Plaisirs du Louvre

Pleasures of the Louvre


Before Versailles, the epicenter of power in the Kingdom of France was the Louvre, a veritable theater of ceremonial where music had to shine through its magnificence. Although less vast, convenient and comfortable than other palaces such as Fontainebleau or Saint-Germain-en-Laye, the Louvre had become since the reign of Henry III the main residence of the king, who spent part of the year there, mainly the winter months. As an essential place of the monarchy and royal symbolism, it was there that the important events of the court’s life were naturally staged, and that within its walls a veritable ceremonial was developed, which was to reach its apogee under Louis XIV. In this theater of power, music, an object of entertainment as well as an instrument of magnificence, found a setting that was both public and intimate.

In this first part of the Grand siècle, when the Précieuses governed fashion and the arts, the salons were at the center of the world: people entertained, talked, exchanged ideas on the scientific subjects of the moment, recited verses composed or improvised on the spot, and confronted their points of view on the shows. And there is always music playing. This music is not only the work of duly paid histrionics: the greatest aristocrats are also devoted to it, at a time when singing and playing the lute are the signs of a perfect education and refinement. Under Louis XIII, the city and the court influenced each other, making aspirations and practices evolve. If society loved to sing the arias from the ballets danced by or in front of the king and queen, the court in turn gave in to this gallant culture that flooded the Parisian salons.
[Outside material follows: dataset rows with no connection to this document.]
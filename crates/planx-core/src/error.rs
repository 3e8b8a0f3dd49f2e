//! # Analysis Errors
//!
//! Errors raised while analyzing predicates for index usability: expression
//! evaluation and range construction can both fail. These errors never abort
//! enumeration -- the analyzer logs them and treats the index as unusable.

use thiserror::Error;

#[derive(Debug, Error)]
pub enum PlanError {
    /// An expression could not be evaluated against a row.
    #[error("cannot evaluate expression: {0}")]
    Eval(String),
    /// An expression shape the range builder does not understand.
    #[error("unsupported expression in range analysis: {0}")]
    UnsupportedExpr(String),
}

pub type Result<T> = std::result::Result<T, PlanError>;
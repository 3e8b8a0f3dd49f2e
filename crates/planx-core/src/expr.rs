//! # Scalar Expression Types
//!
//! This module defines the expression layer consumed by plan enumeration:
//!
//! ## Columns
//! A `Column` carries a stable `unique_id` assigned during name resolution.
//! Two columns are the same column iff their ids are equal -- equality and
//! hashing never look at the name or the type. The `index` field is the
//! column's position in its owning row layout and is only used when an
//! expression is evaluated against a concrete row.
//!
//! ## Datums
//! `Datum` is the runtime value type. It includes the `MinNotNull` and
//! `MaxValue` sentinels used as open range endpoints. `f64` is wrapped in
//! `OrderedFloat` so datums are `Eq` and `Hash`.
//!
//! ## Expressions
//! `Expr` is a small recursive tree: column references, typed constants, and
//! scalar functions (comparisons, `IN`, and integer/float arithmetic).
//! Enumeration never executes plans, but it does evaluate constant arguments
//! while building range templates and evaluates outer-driven bounds per row,
//! so `Expr::eval` covers exactly that surface.

use ordered_float::OrderedFloat;
use serde::{Deserialize, Serialize};
use std::cmp::Ordering;
use std::fmt;
use std::hash::{Hash, Hasher};

use crate::error::PlanError;

/// Type of a column or constant. Only the facets the enumeration core reads
/// are modeled: integer signedness (PK range construction) and enough kind
/// information to order datums.
#[derive(Debug, Clone, Copy, PartialEq, Eq, Hash, Serialize, Deserialize)]
pub enum FieldType {
    Int { unsigned: bool },
    Float,
    Str,
}

impl FieldType {
    pub fn is_unsigned(&self) -> bool {
        matches!(self, FieldType::Int { unsigned: true })
    }
}

/// A resolved column reference.
///
/// Identity is the `unique_id`; everything else is payload. Operators share
/// columns by identity, so the prefix/containment checks in property and
/// index analysis must not compare structurally.
#[derive(Debug, Clone, Serialize, Deserialize)]
pub struct Column {
    pub unique_id: i64,
    /// Position in the owning row layout, used for row access.
    pub index: usize,
    pub name: String,
    pub ret_type: FieldType,
}

impl Column {
    pub fn equal(&self, other: &Column) -> bool {
        self.unique_id == other.unique_id
    }
}

impl PartialEq for Column {
    fn eq(&self, other: &Self) -> bool {
        self.unique_id == other.unique_id
    }
}

impl Eq for Column {}

impl Hash for Column {
    fn hash<H: Hasher>(&self, state: &mut H) {
        self.unique_id.hash(state);
    }
}

impl fmt::Display for Column {
    fn fmt(&self, f: &mut fmt::Formatter<'_>) -> fmt::Result {
        write!(f, "{}", self.name)
    }
}

/// Runtime scalar value.
#[derive(Debug, Clone, PartialEq, Eq, Hash, Serialize, Deserialize)]
pub enum Datum {
    /// SQL NULL.
    Null,
    /// Smallest non-null value; open lower endpoint of a column range.
    MinNotNull,
    /// Largest possible value; open upper endpoint of a column range.
    MaxValue,
    Int(i64),
    UInt(u64),
    Float(OrderedFloat<f64>),
    Str(String),
}

impl Datum {
    /// Total order over datums: `Null < MinNotNull < concrete < MaxValue`.
    /// Numeric kinds compare numerically across each other; remaining
    /// mixed-kind pairs fall back to a stable kind order.
    pub fn cmp_order(&self, other: &Datum) -> Ordering {
        let (lr, rr) = (self.rank(), other.rank());
        if lr != rr {
            return lr.cmp(&rr);
        }
        match (self, other) {
            (Datum::Int(a), Datum::Int(b)) => a.cmp(b),
            (Datum::UInt(a), Datum::UInt(b)) => a.cmp(b),
            (Datum::Float(a), Datum::Float(b)) => a.cmp(b),
            (Datum::Str(a), Datum::Str(b)) => a.cmp(b),
            (a, b) => match (a.as_f64(), b.as_f64()) {
                (Some(x), Some(y)) => OrderedFloat(x).cmp(&OrderedFloat(y)),
                _ => a.kind_id().cmp(&b.kind_id()),
            },
        }
    }

    fn rank(&self) -> u8 {
        match self {
            Datum::Null => 0,
            Datum::MinNotNull => 1,
            Datum::MaxValue => 3,
            _ => 2,
        }
    }

    fn kind_id(&self) -> u8 {
        match self {
            Datum::Null => 0,
            Datum::MinNotNull => 1,
            Datum::Int(_) => 2,
            Datum::UInt(_) => 3,
            Datum::Float(_) => 4,
            Datum::Str(_) => 5,
            Datum::MaxValue => 6,
        }
    }

    fn as_f64(&self) -> Option<f64> {
        match self {
            Datum::Int(v) => Some(*v as f64),
            Datum::UInt(v) => Some(*v as f64),
            Datum::Float(v) => Some(v.0),
            _ => None,
        }
    }
}

/// A materialized row, indexed by `Column::index`.
#[derive(Debug, Clone, Default, PartialEq, Eq, Serialize, Deserialize)]
pub struct Row {
    pub values: Vec<Datum>,
}

impl Row {
    pub fn new(values: Vec<Datum>) -> Self {
        Self { values }
    }

    pub fn get(&self, index: usize) -> Option<&Datum> {
        self.values.get(index)
    }
}

/// Scalar function names understood by the enumeration core.
#[derive(Debug, Clone, Copy, PartialEq, Eq, Hash, Serialize, Deserialize)]
pub enum ScalarFuncName {
    Eq,
    Lt,
    Le,
    Gt,
    Ge,
    In,
    Plus,
    Minus,
}

impl ScalarFuncName {
    /// The mirrored comparison used to normalize `expr op col` into
    /// `col op' expr`. Only the four inequality comparisons have a mirror.
    pub fn symmetric(self) -> Option<ScalarFuncName> {
        match self {
            ScalarFuncName::Lt => Some(ScalarFuncName::Gt),
            ScalarFuncName::Gt => Some(ScalarFuncName::Lt),
            ScalarFuncName::Le => Some(ScalarFuncName::Ge),
            ScalarFuncName::Ge => Some(ScalarFuncName::Le),
            _ => None,
        }
    }

    pub fn is_compare(self) -> bool {
        matches!(
            self,
            ScalarFuncName::Lt | ScalarFuncName::Le | ScalarFuncName::Gt | ScalarFuncName::Ge
        )
    }
}

/// Scalar expressions used in predicates, join conditions, and sort keys.
#[derive(Debug, Clone, PartialEq, Eq, Hash, Serialize, Deserialize)]
pub enum Expr {
    Column(Column),
    Constant { value: Datum, ret_type: FieldType },
    ScalarFunction {
        func: ScalarFuncName,
        args: Vec<Expr>,
        ret_type: FieldType,
    },
}

impl Expr {
    pub fn new_function(func: ScalarFuncName, ret_type: FieldType, args: Vec<Expr>) -> Expr {
        Expr::ScalarFunction { func, args, ret_type }
    }

    pub fn constant(value: Datum, ret_type: FieldType) -> Expr {
        Expr::Constant { value, ret_type }
    }

    pub fn as_column(&self) -> Option<&Column> {
        match self {
            Expr::Column(c) => Some(c),
            _ => None,
        }
    }

    /// Evaluate against a row. Columns read `row[col.index]`; arithmetic
    /// covers integer and float plus/minus. Comparisons and `IN` are never
    /// evaluated here -- they are handed to the range builder instead.
    pub fn eval(&self, row: &Row) -> Result<Datum, PlanError> {
        match self {
            Expr::Column(c) => row
                .get(c.index)
                .cloned()
                .ok_or_else(|| PlanError::Eval(format!("column {} not present in row", c.name))),
            Expr::Constant { value, .. } => Ok(value.clone()),
            Expr::ScalarFunction { func, args, .. } => match func {
                ScalarFuncName::Plus | ScalarFuncName::Minus => {
                    if args.len() != 2 {
                        return Err(PlanError::Eval("arithmetic needs two arguments".into()));
                    }
                    let lhs = args[0].eval(row)?;
                    let rhs = args[1].eval(row)?;
                    eval_arith(*func, &lhs, &rhs)
                }
                other => Err(PlanError::UnsupportedExpr(format!("{other:?}"))),
            },
        }
    }
}

fn eval_arith(func: ScalarFuncName, lhs: &Datum, rhs: &Datum) -> Result<Datum, PlanError> {
    match (lhs, rhs) {
        (Datum::Null, _) | (_, Datum::Null) => Ok(Datum::Null),
        (Datum::Int(a), Datum::Int(b)) => {
            let v = match func {
                ScalarFuncName::Plus => a.checked_add(*b),
                _ => a.checked_sub(*b),
            };
            v.map(Datum::Int)
                .ok_or_else(|| PlanError::Eval("integer overflow".into()))
        }
        (a, b) => {
            let (Some(x), Some(y)) = (a.as_f64(), b.as_f64()) else {
                return Err(PlanError::Eval(format!("cannot combine {a:?} and {b:?}")));
            };
            let v = match func {
                ScalarFuncName::Plus => x + y,
                _ => x - y,
            };
            Ok(Datum::Float(OrderedFloat(v)))
        }
    }
}

/// All distinct columns referenced by an expression, in first-seen order.
pub fn extract_columns(expr: &Expr) -> Vec<Column> {
    let mut cols = Vec::new();
    collect_columns(expr, &mut cols);
    cols
}

fn collect_columns(expr: &Expr, out: &mut Vec<Column>) {
    match expr {
        Expr::Column(c) => {
            if !out.iter().any(|o| o.equal(c)) {
                out.push(c.clone());
            }
        }
        Expr::Constant { .. } => {}
        Expr::ScalarFunction { args, .. } => {
            for arg in args {
                collect_columns(arg, out);
            }
        }
    }
}

/// Whether the two column slices share any column, by identity.
pub fn column_slice_is_intersect(lhs: &[Column], rhs: &[Column]) -> bool {
    lhs.iter().any(|l| rhs.iter().any(|r| l.equal(r)))
}

/// One `ORDER BY` / `GROUP BY` item.
#[derive(Debug, Clone, PartialEq, Eq, Hash, Serialize, Deserialize)]
pub struct ByItem {
    pub expr: Expr,
    pub desc: bool,
}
The first gentleman of France, Louis XIII himself was a dancer as well as a musician and even a composer. Music was certainly one of his main interests (perhaps beyond politics itself). Thus, the French court and the Chamber of Louis XIII are the mirror of all this artistic life of the salons: around the musician-king, the musicians of the Chamber compose a fine team of individual talents who shine as much by their interpretations as by their compositions. If posterity has remembered the names of Chambonnières, Antoine Boësset, Etienne Moulinié, or Louis Couperin, it is fascinating to think today that all these leading artists were able to work together on a daily basis!

Night, love, mystery, metamorphosis, mythology are all delicious ingredients of the poetics of the air de cour. Among the great masters of music at the French court in the 17th century, Antoine Boësset is probably the musical personality who aroused the most enthusiasm and passion: his arias were printed in large numbers, adapted (voice and lute or in polyphony), and some of them appeared in the great royal ballets from the end of the 1610s until well after his death in 1643.

Let us be guided by the echoes of these “pleasures” populated by sometimes strange and whimsical divinities, allegorical characters or from the world of gallantry, which were the delights of Louis XIII, the queens Marie de Medici and Anne of Austria and the court, in what was, before Versailles, the emblematic residence of the kings of France.